In a bold (one that would be deemed unsatisfying to most) but thought-provoking move, Hou chooses to close "A Time for Youth" — and Three Times — with a shot eerily similar to the shot that opened the third segment: the singer holding onto her male lover's waist, whilst speeding on his motorcycle. We don't know much more about the characters now as we did in the beginning. Since history IS actually about the present, our present remains even more open-ended than the ever-revisionist past.

Considering that Hou is at his most self-reflexive here in Three Times - ruminating not only upon the past and the present but examining cinema's own relationship to the past and present, it is probably the highest compliment that I can pay to say that Three Times is Baudry-esque in its transcendental use of mirroring time and space. The wonderful Reverse Shot critic Elbert Ventura pretty much articulated my emotions best when he wrote about the spacial limitations and the permeable portal of time the film paradoxically evokes:


In "A Time for Freedom," Chang's writer reads a poem: "Although this place has torn my heart asunder, it is wrenching to leave it." It's an epigram that sums up Hou's project, finding sorrow in the limits of human experience, but solace in its timelessness.

Comments

Ben said...

I saw this at the NY Film festival and was really impressed by H^3's filmmaking. I really liked the first segment, the second one was amusing at first but grew tiresome and I wasn't a big fan of the third although I do appreciate the way all three are tied together.

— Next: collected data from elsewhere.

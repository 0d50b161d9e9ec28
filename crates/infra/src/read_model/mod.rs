//! Tenant-isolated read model storage abstractions.

pub mod tenant_store;

pub use tenant_store::{InMemoryTenantStore, TenantStore};


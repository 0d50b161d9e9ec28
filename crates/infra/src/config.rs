//! Configuration loading and representation.

use tracing::warn;

pub const ENV_NUMBER_PREFIX: &str = "RESERVATION_NUMBER_PREFIX";
pub const ENV_NUMBER_WIDTH: &str = "RESERVATION_NUMBER_WIDTH";
pub const ENV_RETRY_MAX_ATTEMPTS: &str = "RESERVATION_RETRY_MAX_ATTEMPTS";

/// Settings of the reservation service.
#[derive(Debug, Clone, PartialEq, Eq)]
pub struct ReservationConfig {
    /// Leading part of generated reservation numbers (`MR-20260302-000001`).
    pub number_prefix: String,
    /// Zero-padded width of the per-day sequence.
    pub number_width: usize,
    /// Attempts made by `retry_on_conflict` (including the first).
    pub retry_max_attempts: u32,
}

impl Default for ReservationConfig {
    fn default() -> Self {
        Self {
            number_prefix: "MR".to_string(),
            number_width: 6,
            retry_max_attempts: 3,
        }
    }
}

impl ReservationConfig {
    /// Read the configuration from process environment variables.
    ///
    /// Missing variables fall back to defaults; malformed ones are logged and
    /// fall back as well.
    pub fn from_env() -> Self {
        Self::from_lookup(|key| std::env::var(key).ok())
    }

    /// Build the configuration from an arbitrary key lookup.
    pub fn from_lookup(lookup: impl Fn(&str) -> Option<String>) -> Self {
        let defaults = Self::default();

        let number_prefix = match lookup(ENV_NUMBER_PREFIX) {
            Some(prefix) if !prefix.trim().is_empty() => prefix.trim().to_string(),
            Some(_) => {
                warn!(key = ENV_NUMBER_PREFIX, "empty value, using default");
                defaults.number_prefix
            }
            None => defaults.number_prefix,
        };

        let number_width = parse_or(&lookup, ENV_NUMBER_WIDTH, defaults.number_width, |w: &usize| {
            (1..=18).contains(w)
        });
        let retry_max_attempts =
            parse_or(&lookup, ENV_RETRY_MAX_ATTEMPTS, defaults.retry_max_attempts, |n: &u32| *n >= 1);

        Self {
            number_prefix,
            number_width,
            retry_max_attempts,
        }
    }
}

fn parse_or<T>(
    lookup: &impl Fn(&str) -> Option<String>,
    key: &str,
    default: T,
    valid: impl Fn(&T) -> bool,
) -> T
where
    T: std::str::FromStr + core::fmt::Debug,
{
    let Some(raw) = lookup(key) else {
        return default;
    };
    match raw.trim().parse::<T>() {
        Ok(value) if valid(&value) => value,
        _ => {
            warn!(key, value = %raw, default = ?default, "invalid value, using default");
            default
        }
    }
}

#[cfg(test)]
mod tests {
    use super::*;
    use std::collections::HashMap;

    fn lookup(pairs: &[(&str, &str)]) -> impl Fn(&str) -> Option<String> {
        let map: HashMap<String, String> = pairs
            .iter()
            .map(|(k, v)| (k.to_string(), v.to_string()))
            .collect();
        move |key| map.get(key).cloned()
    }

    #[test]
    fn missing_variables_use_defaults() {
        let config = ReservationConfig::from_lookup(lookup(&[]));
        assert_eq!(config, ReservationConfig::default());
    }

    #[test]
    fn variables_override_defaults() {
        let config = ReservationConfig::from_lookup(lookup(&[
            (ENV_NUMBER_PREFIX, "RSV"),
            (ENV_NUMBER_WIDTH, "4"),
            (ENV_RETRY_MAX_ATTEMPTS, "5"),
        ]));

        assert_eq!(config.number_prefix, "RSV");
        assert_eq!(config.number_width, 4);
        assert_eq!(config.retry_max_attempts, 5);
    }

    #[test]
    fn malformed_values_fall_back() {
        let config = ReservationConfig::from_lookup(lookup(&[
            (ENV_NUMBER_PREFIX, "  "),
            (ENV_NUMBER_WIDTH, "wide"),
            (ENV_RETRY_MAX_ATTEMPTS, "0"),
        ]));

        assert_eq!(config, ReservationConfig::default());
    }
}
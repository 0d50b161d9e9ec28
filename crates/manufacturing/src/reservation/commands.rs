use chrono::{DateTime, NaiveDate, Utc};
use rust_decimal::Decimal;
use serde::{Deserialize, Serialize};

use forgeerp_core::{
    AggregateId, LocationId, ProductId, StockId, StockMovementId, TenantId, UserId, WarehouseId,
};

use super::aggregate::ReservationId;
use crate::allocation::AllocationId;
use crate::issue::IssueId;
use crate::status::{ReservationPriority, ReservationType};

/// Upstream document that raised the demand. At most one per reservation.
#[derive(Debug, Clone, PartialEq, Eq, Serialize, Deserialize)]
#[serde(tag = "kind", rename_all = "snake_case")]
pub enum ReservationReference {
    ProductionOrder {
        order_id: AggregateId,
        line_id: Option<AggregateId>,
        bom_line_id: Option<AggregateId>,
    },
    SalesOrder {
        order_id: AggregateId,
    },
    Project {
        project_id: AggregateId,
    },
    Subcontract {
        order_id: AggregateId,
    },
    MrpPlan {
        plan_id: AggregateId,
    },
}

impl ReservationReference {
    /// Whether this reference can back a reservation of the given type.
    ///
    /// MRP plans may raise any planned demand; manual reservations carry no
    /// upstream document.
    pub fn fits(&self, reservation_type: ReservationType) -> bool {
        match (self, reservation_type) {
            (_, ReservationType::Manual) => false,
            (ReservationReference::MrpPlan { .. }, _) => true,
            (ReservationReference::ProductionOrder { .. }, ReservationType::ProductionOrder) => true,
            (ReservationReference::SalesOrder { .. }, ReservationType::SalesOrder) => true,
            (ReservationReference::Project { .. }, ReservationType::Project) => true,
            (ReservationReference::Subcontract { .. }, ReservationType::Subcontract) => true,
            _ => false,
        }
    }

    pub fn production_order_id(&self) -> Option<AggregateId> {
        match self {
            ReservationReference::ProductionOrder { order_id, .. } => Some(*order_id),
            _ => None,
        }
    }
}

/// Optional settings fixed when the reservation is first recorded.
///
/// None of these affect quantities.
#[derive(Debug, Clone, Default, PartialEq, Eq, Serialize, Deserialize)]
pub struct ReservationOptions {
    /// Preferred warehouse; allocations may still come from elsewhere.
    pub warehouse_id: Option<WarehouseId>,
    pub priority: ReservationPriority,
    pub is_urgent: bool,
    pub auto_allocate: bool,
    pub requires_approval: bool,
    pub is_lot_controlled: bool,
    pub is_serial_controlled: bool,
    /// Pinned lot; every allocation must carry exactly this lot.
    pub lot_number: Option<String>,
    /// Pinned serial; every allocation must carry exactly this serial.
    pub serial_number: Option<String>,
    pub expiry_date: Option<NaiveDate>,
    pub reference: Option<ReservationReference>,
    pub notes: Option<String>,
}

/// Command: CreateReservation.
#[derive(Debug, Clone, PartialEq, Eq, Serialize, Deserialize)]
pub struct CreateReservation {
    pub tenant_id: TenantId,
    pub reservation_id: ReservationId,
    /// Generated by the numbering collaborator; immutable afterwards.
    pub reservation_number: String,
    pub product_id: ProductId,
    pub unit: String,
    pub required_quantity: Decimal,
    pub required_date: NaiveDate,
    pub reservation_type: ReservationType,
    pub options: ReservationOptions,
    pub requested_by: UserId,
    pub occurred_at: DateTime<Utc>,
}

/// Command: UpdateReservationDetails. `None` leaves a field untouched.
#[derive(Debug, Clone, PartialEq, Eq, Serialize, Deserialize)]
pub struct UpdateReservationDetails {
    pub tenant_id: TenantId,
    pub reservation_id: ReservationId,
    pub required_date: Option<NaiveDate>,
    pub priority: Option<ReservationPriority>,
    pub is_urgent: Option<bool>,
    pub notes: Option<String>,
    pub updated_by: UserId,
    pub occurred_at: DateTime<Utc>,
}

/// Command: ApproveReservation.
#[derive(Debug, Clone, PartialEq, Eq, Serialize, Deserialize)]
pub struct ApproveReservation {
    pub tenant_id: TenantId,
    pub reservation_id: ReservationId,
    pub approved_by: UserId,
    pub occurred_at: DateTime<Utc>,
}

/// Command: AllocateMaterial.
#[derive(Debug, Clone, PartialEq, Eq, Serialize, Deserialize)]
pub struct AllocateMaterial {
    pub tenant_id: TenantId,
    pub reservation_id: ReservationId,
    pub quantity: Decimal,
    pub warehouse_id: WarehouseId,
    pub location_id: Option<LocationId>,
    pub lot_number: Option<String>,
    pub serial_number: Option<String>,
    pub stock_id: Option<StockId>,
    pub allocated_by: UserId,
    pub occurred_at: DateTime<Utc>,
}

/// Command: IssueMaterial.
///
/// With `allocation_id` the whole quantity is drawn from that allocation.
/// Without it, open allocations at `warehouse_id` are drawn oldest-first and
/// one issue is recorded per allocation touched.
#[derive(Debug, Clone, PartialEq, Eq, Serialize, Deserialize)]
pub struct IssueMaterial {
    pub tenant_id: TenantId,
    pub reservation_id: ReservationId,
    pub allocation_id: Option<AllocationId>,
    pub quantity: Decimal,
    pub warehouse_id: WarehouseId,
    pub stock_movement_id: Option<StockMovementId>,
    pub lot_number: Option<String>,
    pub serial_number: Option<String>,
    pub issued_by: UserId,
    pub occurred_at: DateTime<Utc>,
}

/// Which issue(s) a return is booked against.
#[derive(Debug, Clone, Copy, PartialEq, Eq, Serialize, Deserialize)]
#[serde(rename_all = "snake_case")]
pub enum ReturnTarget {
    Issue(IssueId),
    /// Spread over issues, most recent first.
    MostRecentFirst,
}

/// Command: ReturnMaterial.
#[derive(Debug, Clone, PartialEq, Eq, Serialize, Deserialize)]
pub struct ReturnMaterial {
    pub tenant_id: TenantId,
    pub reservation_id: ReservationId,
    pub target: ReturnTarget,
    pub quantity: Decimal,
    pub reason: Option<String>,
    pub returned_by: UserId,
    pub occurred_at: DateTime<Utc>,
}

/// Command: CancelAllocation.
#[derive(Debug, Clone, PartialEq, Eq, Serialize, Deserialize)]
pub struct CancelAllocation {
    pub tenant_id: TenantId,
    pub reservation_id: ReservationId,
    pub allocation_id: AllocationId,
    pub reason: String,
    pub cancelled_by: UserId,
    pub occurred_at: DateTime<Utc>,
}

/// Command: CompleteReservation.
#[derive(Debug, Clone, PartialEq, Eq, Serialize, Deserialize)]
pub struct CompleteReservation {
    pub tenant_id: TenantId,
    pub reservation_id: ReservationId,
    pub completed_by: UserId,
    pub occurred_at: DateTime<Utc>,
}

/// Command: CancelReservation.
#[derive(Debug, Clone, PartialEq, Eq, Serialize, Deserialize)]
pub struct CancelReservation {
    pub tenant_id: TenantId,
    pub reservation_id: ReservationId,
    pub reason: String,
    pub cancelled_by: UserId,
    pub occurred_at: DateTime<Utc>,
}

/// Command: ExpireReservation. `occurred_at` is the sweep's "now".
#[derive(Debug, Clone, PartialEq, Eq, Serialize, Deserialize)]
pub struct ExpireReservation {
    pub tenant_id: TenantId,
    pub reservation_id: ReservationId,
    pub occurred_at: DateTime<Utc>,
}

#[derive(Debug, Clone, PartialEq, Eq, Serialize, Deserialize)]
pub enum ReservationCommand {
    Create(CreateReservation),
    UpdateDetails(UpdateReservationDetails),
    Approve(ApproveReservation),
    Allocate(AllocateMaterial),
    Issue(IssueMaterial),
    Return(ReturnMaterial),
    CancelAllocation(CancelAllocation),
    Complete(CompleteReservation),
    Cancel(CancelReservation),
    Expire(ExpireReservation),
}

impl ReservationCommand {
    pub fn tenant_id(&self) -> TenantId {
        match self {
            ReservationCommand::Create(c) => c.tenant_id,
            ReservationCommand::UpdateDetails(c) => c.tenant_id,
            ReservationCommand::Approve(c) => c.tenant_id,
            ReservationCommand::Allocate(c) => c.tenant_id,
            ReservationCommand::Issue(c) => c.tenant_id,
            ReservationCommand::Return(c) => c.tenant_id,
            ReservationCommand::CancelAllocation(c) => c.tenant_id,
            ReservationCommand::Complete(c) => c.tenant_id,
            ReservationCommand::Cancel(c) => c.tenant_id,
            ReservationCommand::Expire(c) => c.tenant_id,
        }
    }

    pub fn reservation_id(&self) -> ReservationId {
        match self {
            ReservationCommand::Create(c) => c.reservation_id,
            ReservationCommand::UpdateDetails(c) => c.reservation_id,
            ReservationCommand::Approve(c) => c.reservation_id,
            ReservationCommand::Allocate(c) => c.reservation_id,
            ReservationCommand::Issue(c) => c.reservation_id,
            ReservationCommand::Return(c) => c.reservation_id,
            ReservationCommand::CancelAllocation(c) => c.reservation_id,
            ReservationCommand::Complete(c) => c.reservation_id,
            ReservationCommand::Cancel(c) => c.reservation_id,
            ReservationCommand::Expire(c) => c.reservation_id,
        }
    }

    /// Short name for logs.
    pub fn name(&self) -> &'static str {
        match self {
            ReservationCommand::Create(_) => "create",
            ReservationCommand::UpdateDetails(_) => "update_details",
            ReservationCommand::Approve(_) => "approve",
            ReservationCommand::Allocate(_) => "allocate",
            ReservationCommand::Issue(_) => "issue",
            ReservationCommand::Return(_) => "return",
            ReservationCommand::CancelAllocation(_) => "cancel_allocation",
            ReservationCommand::Complete(_) => "complete",
            ReservationCommand::Cancel(_) => "cancel",
            ReservationCommand::Expire(_) => "expire",
        }
    }
}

This was the first film by H^3 that I've seen, any recommendations on where to proceed from here?

A. Horbal said...

I too am under-versed in H^3 (I have seen only Dust in the Wind). I'm going to go with Millenium Mambo (I have a hold placed for it at my local library) and The Puppetmaster as my next choices.

I'm glad to see someone post a review! I am fighting a desperate battle with my selective writer's block (it plagues only the part of my brain that composes reviews, apparently) and I hope, I hope, I hope to have a few done this weekend.

Tram said...

I'm afraid I haven't seen any other H^3 film besides Three Times and Cafe Lumiere.

I do highly recommend Cafe Lumiere. It's pretty slow in pace, but when you get into the Zone - a coined phrase I unashamedly stole from blogger Matt Rivieria (Matt, if ya reading, this is a homage! :D ) - as I did in the second viewing, it's a v. rewarding film. It may be a tribute to Ozu in asthetics and plot, but the tone feels utterly un-Ozu-like, as we witness a young pregnant woman avoid the restrictive domestic role of housewife still ascribed to her mom.

I think H^3 has an ambivalent relationship with modernity. In Cafe Lumiere, the young woman breaks from traditional mores and achieves more freedom. Contrast this to Three Times' "A Time for Youth".

Do you have immigrant parents, as I do, Ben? Maybe you'll relate to it.

Ben said...

Indeed I do have immigrant parents and that's a good point.

From everything I've read about and the one film I've seen he seems like a really important figure in the film world. Once we can all get over our collective writer's block let's see if we can get some more stuff about H^3 written.